Completed in 2021, the Desert Aviation Center’s 5,133-square-foot façade installed on the south elevation is composed of nearly 1,000 aluminum flapper elements. Each 6-by-6-inch flapper has a 90-degree range of motion. Some of the flappers are perforated to form two custom-designed patterns. The perforations change the value (the brightness) of those flappers so as to make them stand out.
On the wall’s eastern edge, the perforated flapper elements combine into the silhouette of an airplane spanning 13 feet high and 50 feet wide from wing tip to wing tip. On the western edge, the flappers' perforated pattern displays the property’s street address, “2722,” 5-foot-high by 12-foot-wide.
“It really is a cool project and quite a feat of engineering and installation,” praised AJB’s project engineer, Frankee Jefairjian. She credited teamwork, collaboration and communication as contributing to the project’s success. “We went back and forth in communicating. EXTECH’s really great about being responsive. They get right back to me and also were in direct contact with our installer, Hartlauer Signs.

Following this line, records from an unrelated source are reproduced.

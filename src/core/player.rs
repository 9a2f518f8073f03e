//! Seat identification and per-seat data storage.
//!
//! ## PlayerId
//!
//! Type-safe seat identifier. A match always has exactly four seats.
//!
//! ## PlayerMap
//!
//! Fixed-size per-seat storage backed by an array, indexable by `PlayerId`.

use serde::{Deserialize, Serialize};
use std::ops::{Index, IndexMut};

use super::color::Color;

/// Number of seats at a Ludo table.
pub const SEAT_COUNT: usize = 4;

/// Seat identifier, 0-based: the first seat is `PlayerId(0)`.
#[derive(Clone, Copy, Debug, PartialEq, Eq, Hash, PartialOrd, Ord, Serialize, Deserialize)]
#[serde(transparent)]
pub struct PlayerId(pub u8);

impl PlayerId {
    /// Create a seat ID. Returns `None` outside `0..SEAT_COUNT`.
    #[must_use]
    pub fn new(id: u8) -> Option<Self> {
        ((id as usize) < SEAT_COUNT).then_some(Self(id))
    }

    /// Get the raw seat index (0-based).
    #[must_use]
    pub const fn index(self) -> usize {
        self.0 as usize
    }

    /// The seat after this one, wrapping around the table.
    #[must_use]
    pub const fn next(self) -> Self {
        Self((self.0 + 1) % SEAT_COUNT as u8)
    }

    /// The color owned by this seat.
    #[must_use]
    pub fn color(self) -> Color {
        Color::ALL[self.index() % SEAT_COUNT]
    }

    /// Iterate over all seats in turn order.
    ///
    /// ```
    /// use ludo_engine::core::PlayerId;
    ///
    /// let seats: Vec<_> = PlayerId::all().collect();
    /// assert_eq!(seats.len(), 4);
    /// assert_eq!(seats[3], PlayerId(3));
    /// ```
    pub fn all() -> impl Iterator<Item = PlayerId> {
        (0..SEAT_COUNT as u8).map(PlayerId)
    }
}

impl std::fmt::Display for PlayerId {
    fn fmt(&self, f: &mut std::fmt::Formatter<'_>) -> std::fmt::Result {
        write!(f, "Player {}", self.0)
    }
}

/// Per-seat data storage with O(1) access.
///
/// ```
/// use ludo_engine::core::{PlayerId, PlayerMap};
///
/// let mut captures: PlayerMap<u32> = PlayerMap::with_value(0);
/// captures[PlayerId(2)] += 1;
/// assert_eq!(captures[PlayerId(2)], 1);
/// ```
#[derive(Clone, Debug, PartialEq, Eq, Hash, Serialize, Deserialize)]
pub struct PlayerMap<T> {
    data: [T; SEAT_COUNT],
}

impl<T> PlayerMap<T> {
    /// Create a map with values from a factory function.
    pub fn new(factory: impl Fn(PlayerId) -> T) -> Self {
        Self {
            data: std::array::from_fn(|i| factory(PlayerId(i as u8))),
        }
    }

    /// Create a map with all entries set to the same value.
    pub fn with_value(value: T) -> Self
    where
        T: Clone,
    {
        Self::new(|_| value.clone())
    }

    /// Get a reference to a seat's data.
    #[must_use]
    pub fn get(&self, player: PlayerId) -> &T {
        &self.data[player.index()]
    }

    /// Get a mutable reference to a seat's data.
    pub fn get_mut(&mut self, player: PlayerId) -> &mut T {
        &mut self.data[player.index()]
    }

    /// Iterate over (PlayerId, &T) pairs in turn order.
    pub fn iter(&self) -> impl Iterator<Item = (PlayerId, &T)> {
        self.data
            .iter()
            .enumerate()
            .map(|(i, v)| (PlayerId(i as u8), v))
    }

    /// Iterate over (PlayerId, &mut T) pairs in turn order.
    pub fn iter_mut(&mut self) -> impl Iterator<Item = (PlayerId, &mut T)> {
        self.data
            .iter_mut()
            .enumerate()
            .map(|(i, v)| (PlayerId(i as u8), v))
    }

    /// Iterate over values in turn order.
    pub fn values(&self) -> impl Iterator<Item = &T> {
        self.data.iter()
    }
}

impl<T> Index<PlayerId> for PlayerMap<T> {
    type Output = T;

    fn index(&self, player: PlayerId) -> &Self::Output {
        self.get(player)
    }
}

impl<T> IndexMut<PlayerId> for PlayerMap<T> {
    fn index_mut(&mut self, player: PlayerId) -> &mut Self::Output {
        self.get_mut(player)
    }
}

It made for a cohesive project, where everything flowed just right.”
Aviation-Inspired Dynamic Design
Aviation themes inspired CSD’s rebranding of the Desert Aviation Center, while re-using the existing structure. “Since the building becomes the front door to the VGT airport, the design presents a visual reference of what is beyond and within,” explained the architect. “Each flap is set in motion by the varying winds, creating a dynamic composition that speaks to aeronautics – air, wind and movement.”
The building’s innovative façade renovation design won an American Institute of Architecture (AIA) Nevada Merit Award even before the project moved from concept to construction. Bringing the idea to reality, EXTECH designed, engineered and factory-fabricated the KINETICWALL system.
EXTECH’s team also prepared the shop drawings, installation drawings and submittals for approval, as well as producing a mock-up. The mock-up allowed the owner, architects and contractors to review the KINETICWALL system as a physical sample and ensure it matched their expectations.
Precisely Measured and Custom Fabricated
“Our greatest challenge on the project was getting the exact field measurements before EXTECH could begin fabricating the wall system. The measurements had to be precise to align everything correctly,” said Jefairjian.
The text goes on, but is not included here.